Transcribe exactly everything in the data below from the line containing "assert_eq!(vitamin_d.percent_dv, 50.0);" down to the line containing "assert_eq!(intake.amount(Micronutrient::VitaminB12), 3.1);", both lines included and nothing further.

Supplied records:
# # #
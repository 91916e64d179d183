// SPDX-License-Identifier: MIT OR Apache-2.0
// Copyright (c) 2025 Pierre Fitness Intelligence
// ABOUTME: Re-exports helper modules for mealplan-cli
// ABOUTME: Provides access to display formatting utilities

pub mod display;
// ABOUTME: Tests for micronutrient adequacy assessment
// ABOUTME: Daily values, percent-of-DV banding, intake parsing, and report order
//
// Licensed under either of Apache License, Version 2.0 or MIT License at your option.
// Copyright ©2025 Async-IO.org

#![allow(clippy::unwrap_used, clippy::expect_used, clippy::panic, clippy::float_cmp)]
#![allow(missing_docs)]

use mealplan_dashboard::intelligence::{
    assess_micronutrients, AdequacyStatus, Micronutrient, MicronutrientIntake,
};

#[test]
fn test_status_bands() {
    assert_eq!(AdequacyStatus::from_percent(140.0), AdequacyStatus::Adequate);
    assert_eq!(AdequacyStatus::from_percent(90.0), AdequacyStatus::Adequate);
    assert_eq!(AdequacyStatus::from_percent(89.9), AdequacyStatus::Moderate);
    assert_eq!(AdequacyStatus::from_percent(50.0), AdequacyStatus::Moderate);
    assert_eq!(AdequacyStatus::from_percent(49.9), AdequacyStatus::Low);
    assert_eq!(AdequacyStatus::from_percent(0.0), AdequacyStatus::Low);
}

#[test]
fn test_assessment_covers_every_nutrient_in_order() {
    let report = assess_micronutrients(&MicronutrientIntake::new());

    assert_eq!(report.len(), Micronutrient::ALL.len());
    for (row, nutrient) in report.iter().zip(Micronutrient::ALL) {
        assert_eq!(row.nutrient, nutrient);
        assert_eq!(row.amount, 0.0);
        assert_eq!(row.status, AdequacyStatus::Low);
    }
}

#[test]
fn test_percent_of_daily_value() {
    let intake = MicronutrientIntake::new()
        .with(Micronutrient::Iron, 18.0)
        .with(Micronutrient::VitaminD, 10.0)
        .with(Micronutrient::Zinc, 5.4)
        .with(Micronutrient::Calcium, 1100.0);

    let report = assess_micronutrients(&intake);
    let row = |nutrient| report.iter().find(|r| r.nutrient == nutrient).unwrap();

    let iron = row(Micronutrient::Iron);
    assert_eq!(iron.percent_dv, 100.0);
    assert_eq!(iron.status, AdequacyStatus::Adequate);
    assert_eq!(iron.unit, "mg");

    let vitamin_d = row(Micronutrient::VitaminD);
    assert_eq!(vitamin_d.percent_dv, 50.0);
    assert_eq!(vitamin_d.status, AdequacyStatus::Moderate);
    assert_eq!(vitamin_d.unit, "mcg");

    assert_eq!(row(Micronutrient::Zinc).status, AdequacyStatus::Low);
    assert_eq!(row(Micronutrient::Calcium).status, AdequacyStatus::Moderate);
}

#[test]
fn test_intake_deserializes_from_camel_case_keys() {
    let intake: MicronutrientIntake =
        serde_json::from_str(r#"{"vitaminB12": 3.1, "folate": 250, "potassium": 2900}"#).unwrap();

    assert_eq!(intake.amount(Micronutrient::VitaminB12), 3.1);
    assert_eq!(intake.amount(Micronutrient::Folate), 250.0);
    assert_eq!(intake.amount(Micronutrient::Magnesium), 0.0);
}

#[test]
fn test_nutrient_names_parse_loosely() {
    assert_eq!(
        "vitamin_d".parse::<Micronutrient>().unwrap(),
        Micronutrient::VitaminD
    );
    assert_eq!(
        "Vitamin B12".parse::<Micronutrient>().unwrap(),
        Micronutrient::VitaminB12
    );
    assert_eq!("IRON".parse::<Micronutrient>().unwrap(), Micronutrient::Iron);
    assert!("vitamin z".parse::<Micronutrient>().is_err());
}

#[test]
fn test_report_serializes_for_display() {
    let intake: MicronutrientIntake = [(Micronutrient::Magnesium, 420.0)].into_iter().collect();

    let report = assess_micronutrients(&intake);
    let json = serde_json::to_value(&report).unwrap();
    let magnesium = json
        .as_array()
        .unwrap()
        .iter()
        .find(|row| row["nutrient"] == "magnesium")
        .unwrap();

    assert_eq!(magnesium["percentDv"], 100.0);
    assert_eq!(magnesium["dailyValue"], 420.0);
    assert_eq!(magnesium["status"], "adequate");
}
# # #
Solution for this exercise:
    assert_eq!(vitamin_d.percent_dv, 50.0);
    assert_eq!(vitamin_d.status, AdequacyStatus::Moderate);
    assert_eq!(vitamin_d.unit, "mcg");

    assert_eq!(row(Micronutrient::Zinc).status, AdequacyStatus::Low);
    assert_eq!(row(Micronutrient::Calcium).status, AdequacyStatus::Moderate);
}

#[test]
fn test_intake_deserializes_from_camel_case_keys() {
    let intake: MicronutrientIntake =
        serde_json::from_str(r#"{"vitaminB12": 3.1, "folate": 250, "potassium": 2900}"#).unwrap();

    assert_eq!(intake.amount(Micronutrient::VitaminB12), 3.1);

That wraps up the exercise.